= What you will do =
Every line with the string "method" should be copied from the data.

Saved data entries:

Segment Open

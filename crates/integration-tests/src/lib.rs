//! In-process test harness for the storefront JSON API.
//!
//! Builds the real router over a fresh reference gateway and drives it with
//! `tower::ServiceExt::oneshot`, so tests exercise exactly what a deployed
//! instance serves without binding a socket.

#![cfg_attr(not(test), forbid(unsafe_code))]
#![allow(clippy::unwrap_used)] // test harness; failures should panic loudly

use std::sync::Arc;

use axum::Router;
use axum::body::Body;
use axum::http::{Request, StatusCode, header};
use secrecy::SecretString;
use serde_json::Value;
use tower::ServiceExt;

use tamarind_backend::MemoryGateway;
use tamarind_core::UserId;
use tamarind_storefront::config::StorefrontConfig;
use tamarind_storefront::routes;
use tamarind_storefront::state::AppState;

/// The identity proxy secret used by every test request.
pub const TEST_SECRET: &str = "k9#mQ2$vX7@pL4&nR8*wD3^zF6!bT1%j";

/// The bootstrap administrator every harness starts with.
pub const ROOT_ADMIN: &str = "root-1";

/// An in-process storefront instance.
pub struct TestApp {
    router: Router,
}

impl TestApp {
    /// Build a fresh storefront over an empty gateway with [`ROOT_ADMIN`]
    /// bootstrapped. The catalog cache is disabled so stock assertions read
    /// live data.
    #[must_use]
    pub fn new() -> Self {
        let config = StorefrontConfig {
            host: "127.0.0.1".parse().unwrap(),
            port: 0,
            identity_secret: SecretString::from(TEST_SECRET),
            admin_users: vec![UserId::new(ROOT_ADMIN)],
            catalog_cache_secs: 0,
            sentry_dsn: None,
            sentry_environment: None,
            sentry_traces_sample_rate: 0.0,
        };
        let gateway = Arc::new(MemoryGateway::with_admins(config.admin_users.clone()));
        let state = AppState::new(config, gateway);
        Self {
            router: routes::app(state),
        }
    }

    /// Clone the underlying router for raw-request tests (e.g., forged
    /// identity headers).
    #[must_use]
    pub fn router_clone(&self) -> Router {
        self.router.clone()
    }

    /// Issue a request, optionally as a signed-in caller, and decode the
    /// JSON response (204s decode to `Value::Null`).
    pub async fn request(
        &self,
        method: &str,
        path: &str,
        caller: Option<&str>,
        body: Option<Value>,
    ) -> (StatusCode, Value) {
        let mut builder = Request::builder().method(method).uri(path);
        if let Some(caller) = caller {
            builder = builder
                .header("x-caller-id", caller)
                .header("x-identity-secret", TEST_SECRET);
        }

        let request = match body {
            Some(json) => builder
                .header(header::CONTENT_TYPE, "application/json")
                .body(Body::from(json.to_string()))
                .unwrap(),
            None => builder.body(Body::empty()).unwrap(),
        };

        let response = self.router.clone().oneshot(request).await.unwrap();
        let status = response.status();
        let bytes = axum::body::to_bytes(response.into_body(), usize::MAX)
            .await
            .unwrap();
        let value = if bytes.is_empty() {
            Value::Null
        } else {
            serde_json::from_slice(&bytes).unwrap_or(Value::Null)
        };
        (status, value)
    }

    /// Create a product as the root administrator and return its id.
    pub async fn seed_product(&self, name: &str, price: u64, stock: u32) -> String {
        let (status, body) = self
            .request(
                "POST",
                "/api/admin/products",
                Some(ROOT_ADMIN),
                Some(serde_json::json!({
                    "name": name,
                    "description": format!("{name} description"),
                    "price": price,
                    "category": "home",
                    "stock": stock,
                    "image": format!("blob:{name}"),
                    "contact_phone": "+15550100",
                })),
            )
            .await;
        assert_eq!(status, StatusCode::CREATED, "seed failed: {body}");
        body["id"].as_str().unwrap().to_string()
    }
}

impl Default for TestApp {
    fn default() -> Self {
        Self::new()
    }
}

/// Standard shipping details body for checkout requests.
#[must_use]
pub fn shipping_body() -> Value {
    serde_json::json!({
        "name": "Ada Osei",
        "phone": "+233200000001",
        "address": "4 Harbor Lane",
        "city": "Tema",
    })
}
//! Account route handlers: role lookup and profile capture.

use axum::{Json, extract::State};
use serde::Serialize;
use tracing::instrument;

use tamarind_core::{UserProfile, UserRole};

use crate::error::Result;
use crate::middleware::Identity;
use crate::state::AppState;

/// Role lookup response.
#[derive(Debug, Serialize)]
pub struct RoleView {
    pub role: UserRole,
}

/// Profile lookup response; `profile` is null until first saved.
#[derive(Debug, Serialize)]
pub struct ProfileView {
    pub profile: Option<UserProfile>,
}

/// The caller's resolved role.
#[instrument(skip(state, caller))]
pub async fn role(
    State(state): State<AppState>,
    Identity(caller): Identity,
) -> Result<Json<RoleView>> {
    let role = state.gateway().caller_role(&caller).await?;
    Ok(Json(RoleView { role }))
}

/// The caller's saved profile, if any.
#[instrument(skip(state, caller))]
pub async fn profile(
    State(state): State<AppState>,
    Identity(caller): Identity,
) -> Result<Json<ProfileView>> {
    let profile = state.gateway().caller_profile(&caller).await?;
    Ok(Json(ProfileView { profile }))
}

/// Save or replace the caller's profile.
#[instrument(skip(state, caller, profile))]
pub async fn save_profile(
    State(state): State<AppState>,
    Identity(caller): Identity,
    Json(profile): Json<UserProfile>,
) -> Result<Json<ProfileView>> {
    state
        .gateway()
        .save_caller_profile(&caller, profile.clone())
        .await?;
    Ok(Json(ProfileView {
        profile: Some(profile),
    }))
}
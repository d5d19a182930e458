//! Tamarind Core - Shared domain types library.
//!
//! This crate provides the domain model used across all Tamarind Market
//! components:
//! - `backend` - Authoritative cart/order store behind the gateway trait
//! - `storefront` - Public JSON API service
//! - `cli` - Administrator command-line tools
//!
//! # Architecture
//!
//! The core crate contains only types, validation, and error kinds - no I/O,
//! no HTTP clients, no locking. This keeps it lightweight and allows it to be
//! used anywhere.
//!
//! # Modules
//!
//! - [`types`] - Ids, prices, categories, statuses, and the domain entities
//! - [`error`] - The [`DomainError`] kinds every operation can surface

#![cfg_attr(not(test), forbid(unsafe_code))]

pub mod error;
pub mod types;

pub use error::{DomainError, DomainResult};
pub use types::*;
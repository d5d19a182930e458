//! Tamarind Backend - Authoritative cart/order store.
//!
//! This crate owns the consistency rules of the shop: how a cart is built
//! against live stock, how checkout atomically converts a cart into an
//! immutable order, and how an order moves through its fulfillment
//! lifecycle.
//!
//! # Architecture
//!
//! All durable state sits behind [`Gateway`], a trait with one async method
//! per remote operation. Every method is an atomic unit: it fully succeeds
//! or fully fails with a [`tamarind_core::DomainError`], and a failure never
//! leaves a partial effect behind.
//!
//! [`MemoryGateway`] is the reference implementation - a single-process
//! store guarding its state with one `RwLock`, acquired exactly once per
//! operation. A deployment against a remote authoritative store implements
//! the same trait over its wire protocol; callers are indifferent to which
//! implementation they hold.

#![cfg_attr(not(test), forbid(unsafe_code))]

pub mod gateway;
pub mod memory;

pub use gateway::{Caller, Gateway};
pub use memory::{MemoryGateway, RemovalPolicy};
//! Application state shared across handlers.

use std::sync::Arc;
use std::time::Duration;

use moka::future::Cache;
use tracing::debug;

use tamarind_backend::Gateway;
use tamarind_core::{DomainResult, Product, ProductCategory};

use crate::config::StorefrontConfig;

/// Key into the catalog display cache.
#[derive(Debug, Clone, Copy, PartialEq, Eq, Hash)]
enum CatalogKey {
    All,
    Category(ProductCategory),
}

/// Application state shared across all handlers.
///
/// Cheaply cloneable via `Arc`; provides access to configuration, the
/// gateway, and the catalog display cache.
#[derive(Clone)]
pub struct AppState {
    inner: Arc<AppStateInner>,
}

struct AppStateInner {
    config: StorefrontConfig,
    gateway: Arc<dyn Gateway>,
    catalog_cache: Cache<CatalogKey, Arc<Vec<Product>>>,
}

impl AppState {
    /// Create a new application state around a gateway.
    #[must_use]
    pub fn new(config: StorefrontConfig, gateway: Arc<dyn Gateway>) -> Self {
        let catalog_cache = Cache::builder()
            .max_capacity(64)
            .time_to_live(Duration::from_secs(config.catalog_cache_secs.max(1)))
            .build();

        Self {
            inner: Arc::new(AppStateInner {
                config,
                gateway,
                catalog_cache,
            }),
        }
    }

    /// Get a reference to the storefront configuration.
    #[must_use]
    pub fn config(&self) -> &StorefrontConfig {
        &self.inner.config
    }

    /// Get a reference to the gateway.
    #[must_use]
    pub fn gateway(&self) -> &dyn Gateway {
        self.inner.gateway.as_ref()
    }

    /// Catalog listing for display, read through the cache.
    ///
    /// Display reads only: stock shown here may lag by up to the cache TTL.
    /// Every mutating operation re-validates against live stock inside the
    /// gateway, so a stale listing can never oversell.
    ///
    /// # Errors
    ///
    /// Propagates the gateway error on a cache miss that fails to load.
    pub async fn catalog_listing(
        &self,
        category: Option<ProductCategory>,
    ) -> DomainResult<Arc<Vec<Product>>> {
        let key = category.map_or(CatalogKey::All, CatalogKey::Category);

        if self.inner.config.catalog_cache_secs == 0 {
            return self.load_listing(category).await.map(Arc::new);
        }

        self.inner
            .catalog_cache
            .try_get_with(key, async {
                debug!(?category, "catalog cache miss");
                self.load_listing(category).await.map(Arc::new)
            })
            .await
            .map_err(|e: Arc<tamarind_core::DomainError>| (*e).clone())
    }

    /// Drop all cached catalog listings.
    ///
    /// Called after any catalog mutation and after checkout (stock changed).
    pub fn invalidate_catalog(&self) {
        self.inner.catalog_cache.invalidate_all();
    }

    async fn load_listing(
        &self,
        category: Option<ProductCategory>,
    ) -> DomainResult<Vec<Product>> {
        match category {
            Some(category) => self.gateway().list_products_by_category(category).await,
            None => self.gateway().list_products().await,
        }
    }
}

Segment Closed

= Result of the exercise =
        method: &str,
        let mut builder = Request::builder().method(method).uri(path);
//! All durable state sits behind [`Gateway`], a trait with one async method
//! per remote operation. Every method is an atomic unit: it fully succeeds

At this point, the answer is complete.